### Problem
All of the lines below should be printed again exactly as they are.

### Information given
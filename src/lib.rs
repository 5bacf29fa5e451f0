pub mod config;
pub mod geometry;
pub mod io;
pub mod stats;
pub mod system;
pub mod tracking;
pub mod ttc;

### Your solution
filename src/lib.rs
repository 5bacf29fa5e451f0
pub mod config;
pub mod geometry;
pub mod io;
pub mod stats;
pub mod system;
pub mod tracking;
pub mod ttc;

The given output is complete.